Give every line of the data again, exactly.

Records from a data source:

**********

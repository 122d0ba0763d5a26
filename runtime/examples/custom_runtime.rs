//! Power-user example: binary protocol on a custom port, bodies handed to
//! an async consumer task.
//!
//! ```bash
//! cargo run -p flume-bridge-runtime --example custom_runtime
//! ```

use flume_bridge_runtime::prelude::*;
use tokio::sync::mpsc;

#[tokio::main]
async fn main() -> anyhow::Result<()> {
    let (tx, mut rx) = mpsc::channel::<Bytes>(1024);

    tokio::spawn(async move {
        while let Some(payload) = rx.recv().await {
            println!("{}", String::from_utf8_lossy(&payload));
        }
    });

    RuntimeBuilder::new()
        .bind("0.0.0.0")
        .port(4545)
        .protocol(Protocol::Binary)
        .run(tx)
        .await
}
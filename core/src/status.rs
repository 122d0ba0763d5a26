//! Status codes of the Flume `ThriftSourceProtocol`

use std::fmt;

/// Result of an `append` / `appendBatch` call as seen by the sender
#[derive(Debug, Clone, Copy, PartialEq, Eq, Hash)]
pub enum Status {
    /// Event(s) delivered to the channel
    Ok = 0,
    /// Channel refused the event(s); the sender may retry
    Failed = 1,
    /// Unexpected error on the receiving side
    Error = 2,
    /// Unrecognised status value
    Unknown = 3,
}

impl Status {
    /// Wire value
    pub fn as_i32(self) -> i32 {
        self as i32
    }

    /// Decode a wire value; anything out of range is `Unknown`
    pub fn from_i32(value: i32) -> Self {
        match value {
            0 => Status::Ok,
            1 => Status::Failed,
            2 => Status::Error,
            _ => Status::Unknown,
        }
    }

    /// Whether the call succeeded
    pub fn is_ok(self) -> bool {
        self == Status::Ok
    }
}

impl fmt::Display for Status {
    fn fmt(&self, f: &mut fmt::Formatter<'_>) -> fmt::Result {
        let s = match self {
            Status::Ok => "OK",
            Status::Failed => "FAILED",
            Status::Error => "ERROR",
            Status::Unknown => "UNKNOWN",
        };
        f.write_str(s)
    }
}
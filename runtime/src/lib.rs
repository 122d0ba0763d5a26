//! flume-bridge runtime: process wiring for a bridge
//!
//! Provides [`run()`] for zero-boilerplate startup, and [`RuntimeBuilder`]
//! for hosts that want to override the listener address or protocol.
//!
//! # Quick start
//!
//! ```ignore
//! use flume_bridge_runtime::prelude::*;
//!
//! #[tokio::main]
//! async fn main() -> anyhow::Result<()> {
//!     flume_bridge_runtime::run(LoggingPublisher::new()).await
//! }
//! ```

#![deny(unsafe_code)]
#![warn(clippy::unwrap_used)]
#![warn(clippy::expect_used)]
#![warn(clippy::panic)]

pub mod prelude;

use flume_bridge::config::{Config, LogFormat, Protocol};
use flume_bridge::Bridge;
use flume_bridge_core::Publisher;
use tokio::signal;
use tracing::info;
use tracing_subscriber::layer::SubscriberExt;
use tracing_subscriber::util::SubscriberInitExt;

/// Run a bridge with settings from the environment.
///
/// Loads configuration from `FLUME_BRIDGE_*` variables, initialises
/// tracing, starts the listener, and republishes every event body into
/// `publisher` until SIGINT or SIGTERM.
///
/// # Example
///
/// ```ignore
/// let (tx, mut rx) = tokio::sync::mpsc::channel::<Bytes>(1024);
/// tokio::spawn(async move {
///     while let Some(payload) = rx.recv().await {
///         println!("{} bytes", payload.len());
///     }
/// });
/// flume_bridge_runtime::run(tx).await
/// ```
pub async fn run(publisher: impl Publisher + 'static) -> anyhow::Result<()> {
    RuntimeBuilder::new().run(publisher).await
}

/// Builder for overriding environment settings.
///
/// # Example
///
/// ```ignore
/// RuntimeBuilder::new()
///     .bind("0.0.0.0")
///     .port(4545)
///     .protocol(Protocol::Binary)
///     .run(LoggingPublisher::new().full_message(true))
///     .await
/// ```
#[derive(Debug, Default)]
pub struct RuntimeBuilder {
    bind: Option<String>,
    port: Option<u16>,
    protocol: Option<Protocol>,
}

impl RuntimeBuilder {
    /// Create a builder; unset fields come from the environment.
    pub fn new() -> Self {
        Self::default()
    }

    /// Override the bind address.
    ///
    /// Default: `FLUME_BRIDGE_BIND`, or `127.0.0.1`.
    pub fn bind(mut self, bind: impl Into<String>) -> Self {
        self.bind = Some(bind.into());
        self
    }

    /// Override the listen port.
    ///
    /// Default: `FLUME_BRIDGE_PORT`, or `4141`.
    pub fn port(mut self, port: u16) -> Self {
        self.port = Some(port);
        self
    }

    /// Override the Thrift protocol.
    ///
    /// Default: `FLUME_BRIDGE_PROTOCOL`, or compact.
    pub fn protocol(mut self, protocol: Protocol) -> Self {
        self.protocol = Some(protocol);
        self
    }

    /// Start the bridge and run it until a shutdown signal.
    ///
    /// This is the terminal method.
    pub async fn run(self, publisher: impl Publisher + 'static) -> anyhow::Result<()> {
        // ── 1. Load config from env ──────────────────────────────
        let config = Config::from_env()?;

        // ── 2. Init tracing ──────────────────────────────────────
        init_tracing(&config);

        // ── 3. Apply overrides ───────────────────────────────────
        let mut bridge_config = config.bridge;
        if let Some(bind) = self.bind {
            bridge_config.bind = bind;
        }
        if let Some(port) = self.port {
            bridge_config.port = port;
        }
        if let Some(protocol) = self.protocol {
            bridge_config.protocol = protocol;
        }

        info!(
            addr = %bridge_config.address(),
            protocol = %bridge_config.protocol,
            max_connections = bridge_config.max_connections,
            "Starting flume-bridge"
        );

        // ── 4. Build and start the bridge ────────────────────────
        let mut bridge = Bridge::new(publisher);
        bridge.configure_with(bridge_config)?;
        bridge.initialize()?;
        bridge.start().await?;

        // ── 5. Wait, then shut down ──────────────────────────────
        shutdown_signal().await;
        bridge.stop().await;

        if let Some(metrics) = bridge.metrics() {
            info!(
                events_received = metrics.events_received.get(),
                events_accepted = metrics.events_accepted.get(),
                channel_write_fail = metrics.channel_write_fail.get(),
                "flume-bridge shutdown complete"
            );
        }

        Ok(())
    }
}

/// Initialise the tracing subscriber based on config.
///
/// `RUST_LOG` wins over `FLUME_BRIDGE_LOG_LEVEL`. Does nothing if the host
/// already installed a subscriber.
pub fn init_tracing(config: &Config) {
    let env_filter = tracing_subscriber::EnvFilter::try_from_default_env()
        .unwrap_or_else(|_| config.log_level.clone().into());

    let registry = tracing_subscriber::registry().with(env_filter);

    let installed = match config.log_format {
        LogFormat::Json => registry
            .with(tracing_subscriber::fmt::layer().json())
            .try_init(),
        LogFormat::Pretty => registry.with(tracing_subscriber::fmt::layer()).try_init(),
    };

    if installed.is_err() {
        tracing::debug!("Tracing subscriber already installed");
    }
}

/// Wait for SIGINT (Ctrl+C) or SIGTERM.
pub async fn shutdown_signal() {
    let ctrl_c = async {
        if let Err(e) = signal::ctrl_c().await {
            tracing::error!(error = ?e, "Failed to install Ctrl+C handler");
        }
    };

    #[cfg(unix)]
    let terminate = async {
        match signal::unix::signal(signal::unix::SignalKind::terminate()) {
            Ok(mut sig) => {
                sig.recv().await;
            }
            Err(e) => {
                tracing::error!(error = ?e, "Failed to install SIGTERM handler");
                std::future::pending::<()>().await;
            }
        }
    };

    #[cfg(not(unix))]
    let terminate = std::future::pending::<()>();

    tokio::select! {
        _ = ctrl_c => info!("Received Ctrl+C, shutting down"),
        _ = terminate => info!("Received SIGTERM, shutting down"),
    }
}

**********

RESPONSE AREA:
repository 122d0ba0763d5a26
filename runtime/examples/custom_runtime.rs
//! Power-user example: binary protocol on a custom port, bodies handed to
//! an async consumer task.
//!
//! ```bash
//! cargo run -p flume-bridge-runtime --example custom_runtime
//! ```

use flume_bridge_runtime::prelude::*;
use tokio::sync::mpsc;

#[tokio::main]
async fn main() -> anyhow::Result<()> {
    let (tx, mut rx) = mpsc::channel::<Bytes>(1024);

    tokio::spawn(async move {
        while let Some(payload) = rx.recv().await {
            println!("{}", String::from_utf8_lossy(&payload));
        }
    });

    RuntimeBuilder::new()
        .bind("0.0.0.0")
        .port(4545)
        .protocol(Protocol::Binary)
        .run(tx)
        .await
}
filename core/src/status.rs
repository 122d0ba0763d5a26
//! Status codes of the Flume `ThriftSourceProtocol`

use std::fmt;

/// Result of an `append` / `appendBatch` call as seen by the sender
#[derive(Debug, Clone, Copy, PartialEq, Eq, Hash)]
pub enum Status {
    /// Event(s) delivered to the channel
    Ok = 0,
    /// Channel refused the event(s); the sender may retry
    Failed = 1,
    /// Unexpected error on the receiving side
    Error = 2,
    /// Unrecognised status value
    Unknown = 3,
}

impl Status {
    /// Wire value
    pub fn as_i32(self) -> i32 {
        self as i32
    }

    /// Decode a wire value; anything out of range is `Unknown`
    pub fn from_i32(value: i32) -> Self {
        match value {
            0 => Status::Ok,
            1 => Status::Failed,
            2 => Status::Error,
            _ => Status::Unknown,
        }
    }

    /// Whether the call succeeded
    pub fn is_ok(self) -> bool {
        self == Status::Ok
    }
}

impl fmt::Display for Status {
    fn fmt(&self, f: &mut fmt::Formatter<'_>) -> fmt::Result {
        let s = match self {
            Status::Ok => "OK",
            Status::Failed => "FAILED",
            Status::Error => "ERROR",
            Status::Unknown => "UNKNOWN",
        };
        f.write_str(s)
    }
}
filename runtime/src/lib.rs
repository 122d0ba0763d5a26
//! flume-bridge runtime: process wiring for a bridge
//!
//! Provides [`run()`] for zero-boilerplate startup, and [`RuntimeBuilder`]
//! for hosts that want to override the listener address or protocol.
//!
//! # Quick start
//!
//! ```ignore
//! use flume_bridge_runtime::prelude::*;
//!
//! #[tokio::main]
//! async fn main() -> anyhow::Result<()> {
//!     flume_bridge_runtime::run(LoggingPublisher::new()).await
//! }
//! ```

#![deny(unsafe_code)]
#![warn(clippy::unwrap_used)]
#![warn(clippy::expect_used)]
#![warn(clippy::panic)]

pub mod prelude;

use flume_bridge::config::{Config, LogFormat, Protocol};
use flume_bridge::Bridge;
use flume_bridge_core::Publisher;
use tokio::signal;
use tracing::info;
use tracing_subscriber::layer::SubscriberExt;
use tracing_subscriber::util::SubscriberInitExt;

/// Run a bridge with settings from the environment.
///
/// Loads configuration from `FLUME_BRIDGE_*` variables, initialises
/// tracing, starts the listener, and republishes every event body into
/// `publisher` until SIGINT or SIGTERM.
///
/// # Example
///
/// ```ignore
/// let (tx, mut rx) = tokio::sync::mpsc::channel::<Bytes>(1024);
/// tokio::spawn(async move {
///     while let Some(payload) = rx.recv().await {
///         println!("{} bytes", payload.len());
///     }
/// });
/// flume_bridge_runtime::run(tx).await
/// ```
pub async fn run(publisher: impl Publisher + 'static) -> anyhow::Result<()> {
    RuntimeBuilder::new().run(publisher).await
}

/// Builder for overriding environment settings.
///
/// # Example
///
/// ```ignore
/// RuntimeBuilder::new()
///     .bind("0.0.0.0")
///     .port(4545)
///     .protocol(Protocol::Binary)
///     .run(LoggingPublisher::new().full_message(true))
///     .await
/// ```
#[derive(Debug, Default)]
pub struct RuntimeBuilder {
    bind: Option<String>,
    port: Option<u16>,
    protocol: Option<Protocol>,
}

impl RuntimeBuilder {
    /// Create a builder; unset fields come from the environment.
    pub fn new() -> Self {
        Self::default()
    }

    /// Override the bind address.
    ///
    /// Default: `FLUME_BRIDGE_BIND`, or `127.0.0.1`.
    pub fn bind(mut self, bind: impl Into<String>) -> Self {
        self.bind = Some(bind.into());
        self
    }

    /// Override the listen port.
    ///
    /// Default: `FLUME_BRIDGE_PORT`, or `4141`.
    pub fn port(mut self, port: u16) -> Self {
        self.port = Some(port);
        self
    }

    /// Override the Thrift protocol.
    ///
    /// Default: `FLUME_BRIDGE_PROTOCOL`, or compact.
    pub fn protocol(mut self, protocol: Protocol) -> Self {
        self.protocol = Some(protocol);
        self
    }

    /// Start the bridge and run it until a shutdown signal.
    ///
    /// This is the terminal method.
    pub async fn run(self, publisher: impl Publisher + 'static) -> anyhow::Result<()> {
        // ── 1. Load config from env ──────────────────────────────
        let config = Config::from_env()?;

        // ── 2. Init tracing ──────────────────────────────────────
        init_tracing(&config);

        // ── 3. Apply overrides ───────────────────────────────────
        let mut bridge_config = config.bridge;
        if let Some(bind) = self.bind {
            bridge_config.bind = bind;
        }
        if let Some(port) = self.port {
            bridge_config.port = port;
        }
        if let Some(protocol) = self.protocol {
            bridge_config.protocol = protocol;
        }

        info!(
            addr = %bridge_config.address(),
            protocol = %bridge_config.protocol,
            max_connections = bridge_config.max_connections,
            "Starting flume-bridge"
        );

        // ── 4. Build and start the bridge ────────────────────────
        let mut bridge = Bridge::new(publisher);
        bridge.configure_with(bridge_config)?;
        bridge.initialize()?;
        bridge.start().await?;

        // ── 5. Wait, then shut down ──────────────────────────────
        shutdown_signal().await;
        bridge.stop().await;

        if let Some(metrics) = bridge.metrics() {
            info!(
                events_received = metrics.events_received.get(),
                events_accepted = metrics.events_accepted.get(),
                channel_write_fail = metrics.channel_write_fail.get(),
                "flume-bridge shutdown complete"
            );
        }

        Ok(())
    }
}

/// Initialise the tracing subscriber based on config.
///
/// `RUST_LOG` wins over `FLUME_BRIDGE_LOG_LEVEL`. Does nothing if the host
/// already installed a subscriber.
pub fn init_tracing(config: &Config) {
    let env_filter = tracing_subscriber::EnvFilter::try_from_default_env()
        .unwrap_or_else(|_| config.log_level.clone().into());

    let registry = tracing_subscriber::registry().with(env_filter);

    let installed = match config.log_format {
        LogFormat::Json => registry
            .with(tracing_subscriber::fmt::layer().json())
            .try_init(),
        LogFormat::Pretty => registry.with(tracing_subscriber::fmt::layer()).try_init(),
    };

    if installed.is_err() {
        tracing::debug!("Tracing subscriber already installed");
    }
}

/// Wait for SIGINT (Ctrl+C) or SIGTERM.
pub async fn shutdown_signal() {
    let ctrl_c = async {
        if let Err(e) = signal::ctrl_c().await {
            tracing::error!(error = ?e, "Failed to install Ctrl+C handler");
        }
    };

    #[cfg(unix)]
    let terminate = async {
        match signal::unix::signal(signal::unix::SignalKind::terminate()) {
            Ok(mut sig) => {
                sig.recv().await;
            }
            Err(e) => {
                tracing::error!(error = ?e, "Failed to install SIGTERM handler");
                std::future::pending::<()>().await;
            }
        }
    };

    #[cfg(not(unix))]
    let terminate = std::future::pending::<()>();

    tokio::select! {
        _ = ctrl_c => info!("Received Ctrl+C, shutting down"),
        _ = terminate => info!("Received SIGTERM, shutting down"),
    }
}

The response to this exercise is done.